Connecting the dots isn’t just about point-of-care services, either. Practices also need to ensure that admin staff have the tools and resources they need to manage patients across multiple locations and care providers. With the right infrastructure — up to and including artificial intelligence (AI) tools that can flag patients who need appointment reminders, or who should be prompted to make payments when they attend your offices — it’s possible to maximize results and keep everything running smoothly as you grow.
Futureproof your Technology
Finally, dental businesses need to make sure that they’re investing early in the tech they’ll need to operate at scale. That might sound counterintuitive, especially if your growth is through acquisition: part of the reason you’re seeking to scale up, after all, is to get access to better resources, including the latest technology. But the reality is that the longer you wait to introduce new tech, the more complex that transition becomes.
After all, every individual practice that joins your group will likely already have some kind of practice management solution in place, and will already have record-handling systems or billing tools. If you move early to standardize those tools across your practices, you’ll find it’s far easier to onboard new practices and deliver the communication and coordination that’s needed to grow fast and capture new economies of scale.
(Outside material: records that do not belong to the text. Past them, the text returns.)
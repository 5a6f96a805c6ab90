use std::path::PathBuf;

use ocap_storage::MemoryConfig;

/// Invalid recorder configuration.
#[derive(Debug, thiserror::Error)]
pub enum ConfigError {
    #[error("{var} must be {expected}, got {value:?}")]
    Invalid {
        var: &'static str,
        expected: &'static str,
        value: String,
    },
}

/// Subscriber output format for the binary.
#[derive(Debug, Clone, Copy, Default, PartialEq, Eq)]
pub enum LogFormat {
    #[default]
    Text,
    Json,
}

/// Recorder configuration loaded from environment variables.
#[derive(Debug, Clone)]
pub struct RecorderConfig {
    /// Directory artifacts are written to (default: `./recordings`).
    pub output_dir: PathBuf,
    /// Gzip artifacts (default: `true`).
    pub compress_output: bool,
    /// Stamped onto every mission and answered by `:VERSION:`.
    pub extension_version: String,
    /// Build identifier written to artifacts (default: `unknown`).
    pub extension_build: String,
    /// Queue depth for high-rate state streams (default: `4096`).
    pub state_queue_depth: usize,
    /// Queue depth for event streams (default: `1024`).
    pub event_queue_depth: usize,
    /// Queue depth for `:DELETE:MARKER:` (default: `64`).
    pub delete_queue_depth: usize,
    /// Drop `:FPS:` samples instead of blocking when its queue is full.
    pub drop_telemetry: bool,
    pub log_format: LogFormat,
}

impl Default for RecorderConfig {
    fn default() -> Self {
        Self {
            output_dir: PathBuf::from("./recordings"),
            compress_output: true,
            extension_version: env!("CARGO_PKG_VERSION").to_string(),
            extension_build: "unknown".to_string(),
            state_queue_depth: 4096,
            event_queue_depth: 1024,
            delete_queue_depth: 64,
            drop_telemetry: true,
            log_format: LogFormat::Text,
        }
    }
}

impl RecorderConfig {
    /// Load configuration from environment variables with defaults.
    ///
    /// | Env Var                   | Default         |
    /// |---------------------------|-----------------|
    /// | `OCAP_OUTPUT_DIR`         | `./recordings`  |
    /// | `OCAP_COMPRESS_OUTPUT`    | `true`          |
    /// | `OCAP_EXTENSION_VERSION`  | crate version   |
    /// | `OCAP_EXTENSION_BUILD`    | `unknown`       |
    /// | `OCAP_STATE_QUEUE_DEPTH`  | `4096`          |
    /// | `OCAP_EVENT_QUEUE_DEPTH`  | `1024`          |
    /// | `OCAP_DELETE_QUEUE_DEPTH` | `64`            |
    /// | `OCAP_DROP_TELEMETRY`     | `true`          |
    /// | `OCAP_LOG_FORMAT`         | `text`          |
    pub fn from_env() -> Result<Self, ConfigError> {
        Self::from_lookup(|var| std::env::var(var).ok())
    }

    /// Same as [`from_env`](Self::from_env) with an explicit variable source.
    pub fn from_lookup(lookup: impl Fn(&str) -> Option<String>) -> Result<Self, ConfigError> {
        let defaults = Self::default();

        let output_dir = lookup("OCAP_OUTPUT_DIR")
            .filter(|v| !v.trim().is_empty())
            .map(PathBuf::from)
            .unwrap_or(defaults.output_dir);

        let extension_version = lookup("OCAP_EXTENSION_VERSION")
            .filter(|v| !v.trim().is_empty())
            .unwrap_or(defaults.extension_version);

        let extension_build = lookup("OCAP_EXTENSION_BUILD")
            .filter(|v| !v.trim().is_empty())
            .unwrap_or(defaults.extension_build);

        let log_format = match lookup("OCAP_LOG_FORMAT") {
            None => defaults.log_format,
            Some(v) => match v.trim().to_ascii_lowercase().as_str() {
                "text" | "" => LogFormat::Text,
                "json" => LogFormat::Json,
                _ => {
                    return Err(ConfigError::Invalid {
                        var: "OCAP_LOG_FORMAT",
                        expected: "`text` or `json`",
                        value: v,
                    })
                }
            },
        };

        Ok(Self {
            output_dir,
            compress_output: bool_var(&lookup, "OCAP_COMPRESS_OUTPUT", defaults.compress_output)?,
            extension_version,
            extension_build,
            state_queue_depth: depth_var(&lookup, "OCAP_STATE_QUEUE_DEPTH", defaults.state_queue_depth)?,
            event_queue_depth: depth_var(&lookup, "OCAP_EVENT_QUEUE_DEPTH", defaults.event_queue_depth)?,
            delete_queue_depth: depth_var(
                &lookup,
                "OCAP_DELETE_QUEUE_DEPTH",
                defaults.delete_queue_depth,
            )?,
            drop_telemetry: bool_var(&lookup, "OCAP_DROP_TELEMETRY", defaults.drop_telemetry)?,
            log_format,
        })
    }

    pub fn memory_config(&self) -> MemoryConfig {
        MemoryConfig {
            output_dir: self.output_dir.clone(),
            compress_output: self.compress_output,
        }
    }
}

fn bool_var(
    lookup: &impl Fn(&str) -> Option<String>,
    var: &'static str,
    default: bool,
) -> Result<bool, ConfigError> {
    let Some(value) = lookup(var) else {
        return Ok(default);
    };
    match value.trim().to_ascii_lowercase().as_str() {
        "1" | "true" | "yes" | "on" => Ok(true),
        "0" | "false" | "no" | "off" => Ok(false),
        _ => Err(ConfigError::Invalid {
            var,
            expected: "a boolean",
            value,
        }),
    }
}

fn depth_var(
    lookup: &impl Fn(&str) -> Option<String>,
    var: &'static str,
    default: usize,
) -> Result<usize, ConfigError> {
    let Some(value) = lookup(var) else {
        return Ok(default);
    };
    match value.trim().parse::<usize>() {
        Ok(depth) if depth > 0 => Ok(depth),
        _ => Err(ConfigError::Invalid {
            var,
            expected: "a positive integer",
            value,
        }),
    }
}

#[cfg(test)]
mod tests {
    use std::collections::HashMap;

    use assert_matches::assert_matches;

    use super::*;

    fn load(vars: &[(&str, &str)]) -> Result<RecorderConfig, ConfigError> {
        let vars: HashMap<String, String> = vars
            .iter()
            .map(|(k, v)| (k.to_string(), v.to_string()))
            .collect();
        RecorderConfig::from_lookup(|k| vars.get(k).cloned())
    }

    #[test]
    fn defaults_when_unset() {
        let config = load(&[]).expect("defaults should load");
        assert_eq!(config.output_dir, PathBuf::from("./recordings"));
        assert!(config.compress_output);
        assert_eq!(config.extension_version, env!("CARGO_PKG_VERSION"));
        assert_eq!(config.extension_build, "unknown");
        assert_eq!(config.state_queue_depth, 4096);
        assert_eq!(config.event_queue_depth, 1024);
        assert_eq!(config.delete_queue_depth, 64);
        assert!(config.drop_telemetry);
        assert_eq!(config.log_format, LogFormat::Text);
    }

    #[test]
    fn overrides_are_read() {
        let config = load(&[
            ("OCAP_OUTPUT_DIR", "/tmp/replays"),
            ("OCAP_COMPRESS_OUTPUT", "false"),
            ("OCAP_EXTENSION_VERSION", "5.2.0"),
            ("OCAP_EXTENSION_BUILD", "2026-10-01"),
            ("OCAP_STATE_QUEUE_DEPTH", "10000"),
            ("OCAP_DROP_TELEMETRY", "0"),
            ("OCAP_LOG_FORMAT", "JSON"),
        ])
        .expect("overrides should load");
        assert_eq!(config.output_dir, PathBuf::from("/tmp/replays"));
        assert!(!config.compress_output);
        assert_eq!(config.extension_version, "5.2.0");
        assert_eq!(config.extension_build, "2026-10-01");
        assert_eq!(config.state_queue_depth, 10000);
        assert!(!config.drop_telemetry);
        assert_eq!(config.log_format, LogFormat::Json);

        let memory = config.memory_config();
        assert_eq!(memory.output_dir, PathBuf::from("/tmp/replays"));
        assert!(!memory.compress_output);
    }

    #[test]
    fn malformed_values_are_errors() {
        assert_matches!(
            load(&[("OCAP_STATE_QUEUE_DEPTH", "lots")]),
            Err(ConfigError::Invalid { var: "OCAP_STATE_QUEUE_DEPTH", .. })
        );
        assert_matches!(
            load(&[("OCAP_DELETE_QUEUE_DEPTH", "0")]),
            Err(ConfigError::Invalid { var: "OCAP_DELETE_QUEUE_DEPTH", .. })
        );
        assert_matches!(
            load(&[("OCAP_COMPRESS_OUTPUT", "maybe")]),
            Err(ConfigError::Invalid { var: "OCAP_COMPRESS_OUTPUT", .. })
        );
        assert_matches!(
            load(&[("OCAP_LOG_FORMAT", "xml")]),
            Err(ConfigError::Invalid { var: "OCAP_LOG_FORMAT", .. })
        );
    }
}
Wait too long, on the other hand, and you’ll find that managing friction between your organization’s different tech tools can become all-consuming. The more institutional momentum you acquire, and the bigger you grow, the harder it becomes to introduce effective whole-organization tech programs — so lay the groundwork early on and build out the tech infrastructure you’ll need down the line.
Are You Excited Yet?
The bottom line is that this is an incredibly exciting time to be a dental practitioner and a business owner, but exciting times bring both opportunities and risks. It’s important to acknowledge the risks while you move to make the most of the opportunities, and to put the back-end systems and technologies in place now that you’ll need to scale up in a sustainable and effective way.
The key is that to grow your business, you need to get organized now, before your organization starts to scale. This is ultimately a bit like dentistry itself: it’s far better to spot and address problems early on, before decay sets in, than to wait until the pain starts before you try to fix things. Plan ahead, and practice good organizational hygiene, and you can build out the infrastructure that will help you to scale in the months and years to come.